Performance Metrics for IBM’s Flock of Quantum Computers

Three main drivers are said to indicate increased performance for Quantum Processor Units (QPUs): scale, quality, and speed. Each of these three metrics has an associated unit to measure relative generational performance.

 

The three main metrics of quantum processor performance are scale, quality, and speed. Image used courtesy of IBM

 

The first metric is scale, which is the number of qubits present in the QPU, and this measure has nearly doubled yearly for the past three years, from 27 qubits in 2019 to 127 qubits in 2021. The IBM roadmap for scaling quantum technology is projecting a 1000+ qubit system in 2023. 

The second metric, quality, is said to be a measure of "quantum volume." Quantum volume is a measure of performance, similar to transistor counts for semiconductor electronics. 

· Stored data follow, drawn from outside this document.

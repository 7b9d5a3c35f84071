use std::sync::Arc;

use chrono::{DateTime, Duration, NaiveDate, Utc};
use eyecare_common::{
    keys,
    types::{
        clamp_health_score, Achievement, DailyGoal, DailyGoalProgress, DailyProgress,
        GoalsUpdate, SettingsUpdate, UserProfile, UserSettings, UserStats, UserUpdate,
    },
};
use eyecare_db::StorageService;
use tokio::sync::RwLock;
use tracing::{debug, info};

use crate::{calendar, clock::SharedClock};

/// Weight kept from the previous smoothed value.
const PREVIOUS_WEIGHT: f64 = 0.7;
/// Weight given to a new sample.
const SAMPLE_WEIGHT: f64 = 0.3;

/// Exponential moving average used for blink rate and screen time.
pub fn smooth(previous: f64, sample: f64) -> f64 {
    previous * PREVIOUS_WEIGHT + sample * SAMPLE_WEIGHT
}

/// Single-user profile store.
#[derive(Clone)]
pub struct UserService {
    storage: StorageService,
    clock: SharedClock,
    current: Arc<RwLock<Option<UserProfile>>>,
}

impl UserService {
    pub async fn new(storage: StorageService, clock: SharedClock) -> Self {
        let current = storage.load::<UserProfile>(keys::USER).await;
        match &current {
            Some(user) => info!("Loaded user profile {}", user.id),
            None => debug!("No user profile stored yet"),
        }

        Self { storage, clock, current: Arc::new(RwLock::new(current)) }
    }

    async fn persist(&self, user: &UserProfile) {
        self.storage.save(keys::USER, user).await;
    }

    /// Apply `f` to the stored user and persist the result.
    async fn mutate<R>(&self, f: impl FnOnce(&mut UserProfile, DateTime<Utc>) -> R) -> Option<R> {
        let now = self.clock.now_utc();
        let mut current = self.current.write().await;
        let user = current.as_mut()?;
        let result = f(user, now);
        self.persist(user).await;
        Some(result)
    }

    pub async fn current_user(&self) -> Option<UserProfile> {
        self.current.read().await.clone()
    }

    pub async fn has_user(&self) -> bool {
        self.current.read().await.is_some()
    }

    /// Create the installation's user, replacing any previous one.
    pub async fn create_user(&self, name: &str, email: Option<String>) -> UserProfile {
        let user = UserProfile::new(name.to_string(), email, self.clock.now_utc());

        let mut current = self.current.write().await;
        self.persist(&user).await;
        *current = Some(user.clone());

        info!("Created user profile {} for {}", user.id, user.name);
        user
    }

    pub async fn update_user(&self, update: UserUpdate) -> Option<UserProfile> {
        self.mutate(|user, _| {
            if let Some(name) = update.name {
                user.name = name;
            }
            if let Some(email) = update.email {
                user.email = Some(email);
            }
            user.clone()
        })
        .await
    }

    pub async fn record_login(&self) -> Option<DateTime<Utc>> {
        self.mutate(|user, now| {
            user.last_login = now;
            now
        })
        .await
    }

    /// Merge a partial settings change. The merged settings are mirrored under their own key.
    pub async fn update_settings(&self, update: SettingsUpdate) -> Option<UserSettings> {
        let settings = self
            .mutate(|user, _| {
                update.apply(&mut user.settings);
                user.settings.clone()
            })
            .await?;

        self.storage.save(keys::SETTINGS, &settings).await;
        Some(settings)
    }

    pub async fn update_goals(&self, update: GoalsUpdate) -> Option<DailyGoal> {
        self.mutate(|user, _| {
            update.apply(&mut user.daily_goals);
            user.daily_goals.clone()
        })
        .await
    }

    /// Count a finished exercise toward lifetime stats and today's progress.
    pub async fn log_exercise(&self, duration_seconds: u64) -> bool {
        let today = self.clock.today();
        let minutes = duration_seconds as f64 / 60.0;

        self.mutate(|user, now| {
            roll_daily_progress(&mut user.daily_goals, today, now);
            mark_active_day(&mut user.stats, today);

            user.stats.exercises_completed += 1;
            user.stats.total_exercise_time += minutes;

            let progress = &mut user.daily_goals.current_progress;
            progress.exercises_completed += 1;
            progress.exercise_time += minutes;
            user.daily_goals.last_updated = now;

            unlock_achievements(user, now);
        })
        .await
        .is_some()
    }

    pub async fn log_screen_time(&self, minutes: f64) -> bool {
        let today = self.clock.today();
        let minutes = minutes.max(0.0);

        self.mutate(|user, now| {
            roll_daily_progress(&mut user.daily_goals, today, now);

            user.daily_goals.current_progress.screen_time += minutes;
            user.daily_goals.last_updated = now;
            user.stats.screen_time = smooth(user.stats.screen_time, minutes);

            unlock_achievements(user, now);
        })
        .await
        .is_some()
    }

    /// Fold a blink-rate sample into the smoothed rate and return the new value.
    pub async fn update_blink_rate(&self, rate: f64) -> Option<f64> {
        let rate = rate.max(0.0);

        self.mutate(|user, _| {
            user.stats.blink_rate = smooth(user.stats.blink_rate, rate);
            user.stats.blink_rate
        })
        .await
    }

    /// Store a clamped health score and stamp the last calculation time.
    pub async fn update_health_score(&self, score: i64) -> Option<u32> {
        let clamped = clamp_health_score(score);

        let stamped = self
            .mutate(|user, now| {
                user.stats.health_score = clamped;
                user.stats.last_update_date = now;
                now
            })
            .await?;

        self.storage.save(keys::LAST_HEALTH_CALCULATION, &stamped).await;
        Some(clamped)
    }

    pub async fn last_health_calculation(&self) -> Option<DateTime<Utc>> {
        self.storage.load(keys::LAST_HEALTH_CALCULATION).await
    }

    pub async fn increment_streak(&self) -> Option<u32> {
        self.mutate(|user, now| {
            user.stats.streak += 1;
            unlock_achievements(user, now);
            user.stats.streak
        })
        .await
    }

    pub async fn reset_streak(&self) -> bool {
        self.mutate(|user, _| user.stats.streak = 0).await.is_some()
    }

    /// Today's goal percentages. Totals left over from an earlier day count as zero.
    pub async fn daily_goal_progress(&self) -> Option<DailyGoalProgress> {
        let mut goals = self.current_user().await?.daily_goals;
        if calendar::local_date(goals.last_updated) != self.clock.today() {
            goals.current_progress = DailyProgress::default();
        }
        Some(goals.progress())
    }

    pub async fn reset_daily_progress(&self) -> bool {
        self.mutate(|user, now| {
            user.daily_goals.current_progress = DailyProgress::default();
            user.daily_goals.last_updated = now;
        })
        .await
        .is_some()
    }

    /// Evaluate locked achievements and return the ones unlocked by this call.
    pub async fn check_achievements(&self) -> Vec<Achievement> {
        self.mutate(unlock_achievements).await.unwrap_or_default()
    }

    /// Back to default stats and an empty day. Identity, goals and unlocked achievements stay.
    pub async fn reset_stats(&self) -> bool {
        let reset = self
            .mutate(|user, now| {
                user.stats = UserStats::new(now);
                user.daily_goals.current_progress = DailyProgress::default();
                user.daily_goals.last_updated = now;
            })
            .await
            .is_some();

        if reset {
            self.storage.remove(keys::LAST_HEALTH_CALCULATION).await;
            info!("User stats reset");
        }
        reset
    }
}

/// Start a fresh `current_progress` when the last update fell on an earlier local day.
fn roll_daily_progress(goals: &mut DailyGoal, today: NaiveDate, now: DateTime<Utc>) {
    if calendar::local_date(goals.last_updated) != today {
        debug!("New day {}, resetting daily progress", today);
        goals.current_progress = DailyProgress::default();
        goals.last_updated = now;
    }
}

/// Track active days and the consecutive-day streak.
fn mark_active_day(stats: &mut UserStats, today: NaiveDate) {
    match stats.last_active_date {
        Some(last) if last == today => return,
        Some(last) if last + Duration::days(1) == today => stats.streak += 1,
        Some(_) => stats.streak = 1,
        None => stats.streak = stats.streak.max(1),
    }

    stats.days_active += 1;
    stats.last_active_date = Some(today);
}

fn unlock_achievements(user: &mut UserProfile, now: DateTime<Utc>) -> Vec<Achievement> {
    let stats = &user.stats;
    let unlocked: Vec<Achievement> = user
        .achievements
        .iter_mut()
        .filter_map(|a| a.try_unlock(stats, now).then(|| a.clone()))
        .collect();

    for achievement in &unlocked {
        info!("Achievement unlocked: {}", achievement.title);
    }
    unlocked
}
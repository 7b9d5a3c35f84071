use crate::error::{DbError, Result};
use eyecare_common::config::StorageConfig;
use sqlx::sqlite::{SqliteConnectOptions, SqliteJournalMode, SqlitePoolOptions, SqliteSynchronous};
use sqlx::{Pool, Sqlite};
use std::path::Path;
use std::time::Duration;
use tracing::info;

/// Connection settings for the key-value database file.
#[derive(Debug, Clone)]
pub struct DatabaseConfig {
    pub path: String,
    /// Gateway calls are single-row statements
    pub max_connections: u32,
    /// Wait on a locked database before a write is reported as failed
    pub busy_timeout: Duration,
}

impl DatabaseConfig {
    pub fn new(path: impl Into<String>) -> Self {
        Self { path: path.into(), ..Self::default() }
    }
}

impl Default for DatabaseConfig {
    fn default() -> Self {
        Self {
            path: "eyecare.db".to_string(),
            max_connections: 2,
            busy_timeout: Duration::from_secs(5),
        }
    }
}

impl From<&StorageConfig> for DatabaseConfig {
    fn from(config: &StorageConfig) -> Self {
        Self::new(config.path.clone())
    }
}

#[derive(Clone)]
pub struct Database {
    pub pool: Option<Pool<Sqlite>>,
}

impl Database {
    pub async fn new(config: DatabaseConfig) -> Result<Self> {
        if config.path.trim().is_empty() {
            return Err(DbError::InvalidData("Database path is empty".to_string()));
        }

        let pool = Self::create_pool(&config).await?;

        Ok(Self { pool: Some(pool) })
    }

    async fn create_pool(config: &DatabaseConfig) -> Result<Pool<Sqlite>> {
        let path = Path::new(&config.path);

        if let Some(parent) = path.parent() {
            if !parent.as_os_str().is_empty() && !parent.exists() {
                std::fs::create_dir_all(parent)?;
                info!("Created data directory: {}", parent.display());
            }
        }

        // Committed writes must survive process exit
        let options = SqliteConnectOptions::new()
            .filename(path)
            .create_if_missing(true)
            .journal_mode(SqliteJournalMode::Wal)
            .synchronous(SqliteSynchronous::Normal)
            .busy_timeout(config.busy_timeout);

        let pool = SqlitePoolOptions::new()
            .max_connections(config.max_connections)
            .connect_with(options)
            .await?;

        info!("Opened key-value database at {}", config.path);

        Ok(pool)
    }

    pub fn pool(&self) -> Result<&Pool<Sqlite>> {
        self.pool
            .as_ref()
            .ok_or_else(|| DbError::InvalidData("Database pool not initialized".to_string()))
    }

    pub async fn close(mut self) {
        if let Some(pool) = self.pool.take() {
            pool.close().await;
            info!("Key-value database closed");
        }
    }
}
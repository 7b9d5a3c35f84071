use anyhow::Result;
use chrono::Datelike;
use eyecare_core::AppData;

use super::print_json;

pub async fn score(app: &AppData, preview: bool, json: bool) -> Result<()> {
    let breakdown =
        if preview { app.preview_health_score().await } else { app.score_today().await };
    let Some(breakdown) = breakdown else {
        println!("No user profile yet");
        return Ok(());
    };
    let total = breakdown.total();

    if json {
        return print_json(serde_json::json!({ "breakdown": breakdown, "total": total }));
    }

    println!("Health score: {}{}", total, if preview { " (preview)" } else { "" });
    println!("  Exercise:    {:>2}/30", breakdown.exercise);
    println!("  Screen time: {:>2}/30", breakdown.screen_time);
    println!("  Blink rate:  {:>2}/20", breakdown.blink_rate);
    println!("  Streak:      {:>2}/20", breakdown.streak);
    Ok(())
}

pub async fn week(app: &AppData, json: bool) -> Result<()> {
    let Some(week) = app.refresh().await.weekly_activity else {
        println!("No user profile yet");
        return Ok(());
    };

    if json {
        return print_json(serde_json::to_value(&week)?);
    }

    println!("Week of {}", week.daily_data[0].date);
    for day in &week.daily_data {
        println!(
            "  {} {}  {:>2} exercises  {:>5.1} min  score {:>3}",
            day.date.weekday(),
            day.date,
            day.exercises_completed,
            day.exercise_time,
            day.health_score
        );
    }
    println!(
        "Total: {:.1} min, average score {:.0}",
        week.total_exercise_time, week.average_health_score
    );
    Ok(())
}

pub async fn month(app: &AppData, month: u32, year: i32, json: bool) -> Result<()> {
    let Some(summary) = app.monthly_data(month, year).await else {
        println!("No summary for {}/{}", month, year);
        return Ok(());
    };

    if json {
        return print_json(serde_json::to_value(&summary)?);
    }

    println!("{}/{}", summary.month, summary.year);
    println!("  Weeks recorded:   {}", summary.weekly_data.len());
    println!("  Exercise time:    {:.1} min", summary.total_exercise_time);
    println!("  Average score:    {:.0}", summary.average_health_score);
    println!("  Longest streak:   {} days", summary.longest_streak);
    if let Some(id) = &summary.most_performed_exercise {
        let title = app.get_exercise(id).await.map(|e| e.title).unwrap_or_else(|| id.clone());
        println!("  Most performed:   {}", title);
    }
    Ok(())
}

pub async fn reset(app: &AppData, confirmed: bool) -> Result<()> {
    if !confirmed {
        println!("This removes all activity, sessions and stats. Re-run with --yes to confirm.");
        return Ok(());
    }

    app.reset_all_data().await;
    println!("All activity data has been reset");
    Ok(())
}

This measure is based on a statistical method called the "heavy output generation problem," which determines a confidence level in the quantum circuit outputting the correct bits strings (as opposed to errors). 

IBM states that higher quantum volume directly equates to higher processor performance. In 2020, the gate error rate was just below 10-2. This year, with the Falcon-R10 system (yellow dot), gate error has been reduced below 10-3.

 

Reducing gate error rates over four years. Screenshot [video] used courtesy of IBM Research

 

The final metric, speed, is measured in-circuit layer operations per second (CLOPS). At the high level, CLOPS measures how fast operations are performed on the QPU. 

It's important to understand that QPUs (at least for the time being) are intended to be tightly coupled to classical computation systems. Using the Qisket Runtime environment, users request access to the QPU for algorithm acceleration. This new environment contributed to a 120x speed improvement in simulating molecules. 

To better understand IBM's future in quantum development, it's necessary to take a look at its System One computer system.

 

IBM’s System One & The Future of Quantum Development

System One claims to be the world's first quantum computer system. It exists at the intersection of numerous scientific fields, including cryogenics, systems engineering, and industrial design. 

 

IBM's System One. Image used courtesy of IBM

 

IBM System One was initially constructed (mechanically) in 2018 at IBM partner Goppion's headquarters in Milan. Now, IBM System One is a global system with operations running in North America, Germany, and Japan. 

The cloud-based system allows for classical computing interaction with the quantum circuitry while maintaining the demanding tolerances required to keep qubits stable and calibrated. 

System Two, tentatively unveiled at IBM Quantum Summit 2021, is projected to replace System One in the coming years.

 

Future Applications Primed For Quantum Acceleration

To wrap up today's coverage of IBM's quantum progress, let's look forward to 2025. 

Targeting applications for financial services, drug discovery, and advancements in material design are expected to be the first to benefit from the advancements of IBM's future Osprey (2022) and Condor (2023) chips.

 

Early projections of viable applications using QPUs. Screenshot [video] used courtesy of IBM Research

 

Economically, these forward-looking applications are expected to generate more than $1B USD annually as early as 2023, according to the Boston Consulting Group (BCG).

IBM's development path is aggressive. Stretching from Eagle to Condor represents a nearly 10x increase in qubit count, along with the advancements in System Two, in just two short years. 

If hitting each milestone for the past three years is any indication, IBM should be set up as the forerunner in quantum system deployment.